Figure 3The effect of increased sequencing of the normal genome on Seurat’s somatic mutation detection. Legend: Demonstration of the effect of increased sequencing of the normal genome in a matched normal/tumor analysis using Seurat. We present three common scenarios: A) a locus with a true somatic variant, but presented with low frequency of the variant allele, because of mapping difficulty, low purity of the tumor biopsy or because of the variant being present only in a minor sub-clonal population. B) a locus with a potential false-positive call, because of erroneously-aligned variant evidence. C) a locus with a variant genotype in the normal genome, but with a coincidental lack of evidence causing it to appear as a tumor-only variant. In all three scenarios, the increase in sequencing data available for the normal genome updates the expectation of variant evidence (by altering the shape of the conjugate beta distribution) and consequently amplifies Seurat’s capability to correctly reject the last two cases and accept the first case.
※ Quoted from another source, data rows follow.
#[tokio::test(start_paused = true)]
async fn test_silent_in_flight_blocks_silent_not_manual() {
    let h = Harness::started(ScriptedInference::gated(ramp_result())).await;

    let session = h.session.clone();
    let silent = tokio::spawn(async move { session.scan(ScanKind::Silent).await });
    let inference = h.inference.clone();
    wait_until(|| inference.analyze_calls() == 1).await;

    assert_eq!(
        h.session.scan(ScanKind::Silent).await.unwrap(),
        ScanOutcome::Rejected {
            rejection: ScanRejection::SilentInFlight
        }
    );

    let session = h.session.clone();
    let manual = tokio::spawn(async move { session.scan(ScanKind::Manual).await });
    wait_until(|| inference.analyze_calls() == 2).await;

    let view = h.session.view(Viewport::normalized()).await;
    assert!(view.loading);
    assert!(view.processing);
    assert!(view.scanning);

    h.inference.release(2);
    assert!(silent.await.unwrap().unwrap().is_completed());
    assert!(manual.await.unwrap().unwrap().is_completed());
    assert_eq!(h.inference.analyze_calls(), 2);

    let view = h.session.view(Viewport::normalized()).await;
    assert!(!view.scanning);
}

#[tokio::test(start_paused = true)]
async fn test_live_mode_off_stops_dispatches() {
    let h = Harness::started(ScriptedInference::new(ramp_result())).await;

    h.session.set_live_mode(true).await.unwrap();
    assert!(h.session.is_live());

    let inference = h.inference.clone();
    wait_until(|| inference.analyze_calls() == 1).await;

    h.session.set_live_mode(false).await.unwrap();
    assert!(!h.session.is_live());

    tokio::time::sleep(Duration::from_secs(60)).await;
    for _ in 0..100 {
        tokio::task::yield_now().await;
    }
    assert_eq!(h.inference.analyze_calls(), 1);
}
//! StatsStore - Persistent Progress and Transcripts
//!
//! ## Responsibilities
//!
//! - Aggregate counters (scenarios, audits, time spent, empathy score)
//! - Per-context chat transcripts
//! - Single JSON blob on disk, rehydrated at startup, rewritten on every change
//!
//! The auditor only sees the `SessionLedger` trait.

use crate::error::Result;
use crate::models::ChatMessage;
use async_trait::async_trait;
use serde::{Deserialize, Serialize};
use std::collections::HashMap;
use std::path::{Path, PathBuf};
use tokio::fs;
use tokio::sync::Mutex;

/// Context label of the AR auditor transcript
pub const AUDITOR_CONTEXT: &str = "AR_AUDITOR";

/// Minutes credited per completed scenario
const MINUTES_PER_SCENARIO: u32 = 8;

/// History and counter sink used by the auditor and the advisor
#[async_trait]
pub trait SessionLedger: Send + Sync {
    /// Append one turn to the transcript of `context`
    async fn append_history(&self, context: &str, message: ChatMessage) -> Result<()>;

    /// Count one generated audit report
    async fn increment_audit_count(&self) -> Result<()>;

    /// Full transcript of `context`, hidden turns included
    async fn history(&self, context: &str) -> Vec<ChatMessage>;
}

/// Persisted aggregate state
#[derive(Debug, Clone, Default, PartialEq, Serialize, Deserialize)]
#[serde(rename_all = "camelCase", default)]
pub struct EmpathyStats {
    pub scenarios_completed: u32,
    pub empathy_score: u32,
    pub audit_reports_generated: u32,
    pub time_spent_minutes: u32,
    pub chat_histories: HashMap<String, Vec<ChatMessage>>,
}

impl EmpathyStats {
    /// Blend a scenario score into the running average
    ///
    /// The first sample is taken as-is, later ones are averaged with the
    /// current score.
    pub fn record_scenario(&mut self, score: u32) {
        let divisor = if self.scenarios_completed > 0 { 2.0 } else { 1.0 };
        self.empathy_score = ((self.empathy_score + score) as f64 / divisor).round() as u32;
        self.scenarios_completed += 1;
        self.time_spent_minutes += MINUTES_PER_SCENARIO;
    }
}

/// File-backed stats holder
pub struct StatsStore {
    path: Option<PathBuf>,
    stats: Mutex<EmpathyStats>,
}

impl StatsStore {
    /// Load from `path`; a missing or unreadable file yields defaults
    pub async fn load(path: impl Into<PathBuf>) -> Self {
        let path = path.into();
        let stats = match fs::read(&path).await {
            Ok(bytes) => match serde_json::from_slice::<EmpathyStats>(&bytes) {
                Ok(stats) => {
                    tracing::info!(path = %path.display(), "Stats loaded");
                    stats
                }
                Err(e) => {
                    tracing::warn!(path = %path.display(), error = %e, "Corrupt stats file, starting fresh");
                    EmpathyStats::default()
                }
            },
            Err(e) if e.kind() == std::io::ErrorKind::NotFound => {
                tracing::info!(path = %path.display(), "No stats file, starting fresh");
                EmpathyStats::default()
            }
            Err(e) => {
                tracing::warn!(path = %path.display(), error = %e, "Failed to read stats file");
                EmpathyStats::default()
            }
        };

        Self {
            path: Some(path),
            stats: Mutex::new(stats),
        }
    }

    /// Store without persistence
    pub fn in_memory() -> Self {
        Self {
            path: None,
            stats: Mutex::new(EmpathyStats::default()),
        }
    }

    pub fn path(&self) -> Option<&Path> {
        self.path.as_deref()
    }

    pub async fn stats(&self) -> EmpathyStats {
        self.stats.lock().await.clone()
    }

    pub async fn complete_scenario(&self, score: u32) -> Result<EmpathyStats> {
        let mut stats = self.stats.lock().await;
        stats.record_scenario(score);
        self.persist(&stats).await?;
        Ok(stats.clone())
    }

    /// Replace the whole transcript of `context`
    pub async fn replace_history(&self, context: &str, messages: Vec<ChatMessage>) -> Result<()> {
        let mut stats = self.stats.lock().await;
        stats.chat_histories.insert(context.to_string(), messages);
        self.persist(&stats).await
    }

    /// Write via temp file + rename
    async fn persist(&self, stats: &EmpathyStats) -> Result<()> {
        let Some(path) = &self.path else {
            return Ok(());
        };

        let json = serde_json::to_vec_pretty(stats)?;
        let tmp = path.with_extension("json.tmp");

        if let Some(parent) = path.parent() {
            if !parent.as_os_str().is_empty() {
                fs::create_dir_all(parent).await?;
            }
        }
        fs::write(&tmp, &json).await?;
        fs::rename(&tmp, path).await?;

        tracing::trace!(path = %path.display(), bytes = json.len(), "Stats persisted");
        Ok(())
    }
}

#[async_trait]
impl SessionLedger for StatsStore {
    async fn append_history(&self, context: &str, message: ChatMessage) -> Result<()> {
        let mut stats = self.stats.lock().await;
        stats
            .chat_histories
            .entry(context.to_string())
            .or_default()
            .push(message);
        self.persist(&stats).await
    }

    async fn increment_audit_count(&self) -> Result<()> {
        let mut stats = self.stats.lock().await;
        stats.audit_reports_generated += 1;
        self.persist(&stats).await
    }

    async fn history(&self, context: &str) -> Vec<ChatMessage> {
        self.stats
            .lock()
            .await
            .chat_histories
            .get(context)
            .cloned()
            .unwrap_or_default()
    }
}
Description of priors used in Seurat
| πι | Genotype prior probabilities | πvar = 0.0005 |
| πhet = 0.001 | ||
| πref = 1 –
(πhet + πvar) = 0.9985 | ||
| πsomatic = 0.0001 | ||
| πLOH = 0.0001 | ||
| αι, βι | Alpha and beta hyperparameters for the beta distributions of variant allele proportions | αref = 1,
βref = 700 |
| αvar = 700,
βvar = 1 | ||
| αnonhom = 1,
βnonhom = 1 | ||
| αsomatic = 1,
βsomatic = 1 | ||
| αAI = 1, βAI = 1 |
Detailed Legend: A list of the priors and hyperparameters used by Seurat, and their assigned values. The priors used for the genotype in the normal genome are the SNP frequencies for human diploid chromosomes, as calculated by Li et al. [24]. πsomatic and πLOH are high-end estimates of the frequency of somatic events, given that that the mutation profile of each individual cancer can vary wildly even within subtypes. At 0.0001, they expect 300,000 events through the human genome.